=== THE INPUT ===
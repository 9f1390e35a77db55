//! # actionsheet
//!
//! ## Overview
//!
//! This crate models an action sheet: a vertical stack of tappable rows shown above a dimmed
//! backdrop, which reports the tag of the tapped row to a caller-supplied handler and then
//! dismisses itself.
//!
//! It contains no drawing code. The [sheet] module drives the presentation lifecycle, while
//! [layout] and [row] describe where each row goes and what it looks like, so that a host
//! toolkit can turn the result into pixels or terminal cells.
//!
//! ## Examples
//!
//! For drawing a sheet in the terminal, check out [actionsheet-ratatui].
//!
//! [actionsheet-ratatui]: https://docs.rs/actionsheet-ratatui/latest/actionsheet_ratatui/

// Require docs for public APIs, and disable the more annoying clippy lints.
#![deny(missing_docs)]
#![allow(clippy::bool_to_int_with_if)]
#![allow(clippy::field_reassign_with_default)]
#![allow(clippy::len_without_is_empty)]
#![allow(clippy::manual_range_contains)]
#![allow(clippy::match_like_matches_macro)]
#![allow(clippy::needless_return)]
#![allow(clippy::too_many_arguments)]
#![allow(clippy::type_complexity)]

pub mod animation;
pub mod config;
pub mod errors;
pub mod geometry;
pub mod item;
pub mod layout;
pub mod row;
pub mod sheet;
pub mod style;

pub use self::config::{BackdropHost, SheetConfig};
pub use self::errors::{SheetError, SheetResult};
pub use self::item::ActionItem;
pub use self::sheet::{ActionSheet, Phase, Presenter, SheetInput};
===
** YOUR OBJECTIVE **
List every line from the entries above in which "ratatui" appears.

** ANSWER TO THIS TASK **
//! For drawing a sheet in the terminal, check out [actionsheet-ratatui].
//! [actionsheet-ratatui]: https://docs.rs/actionsheet-ratatui/latest/actionsheet_ratatui/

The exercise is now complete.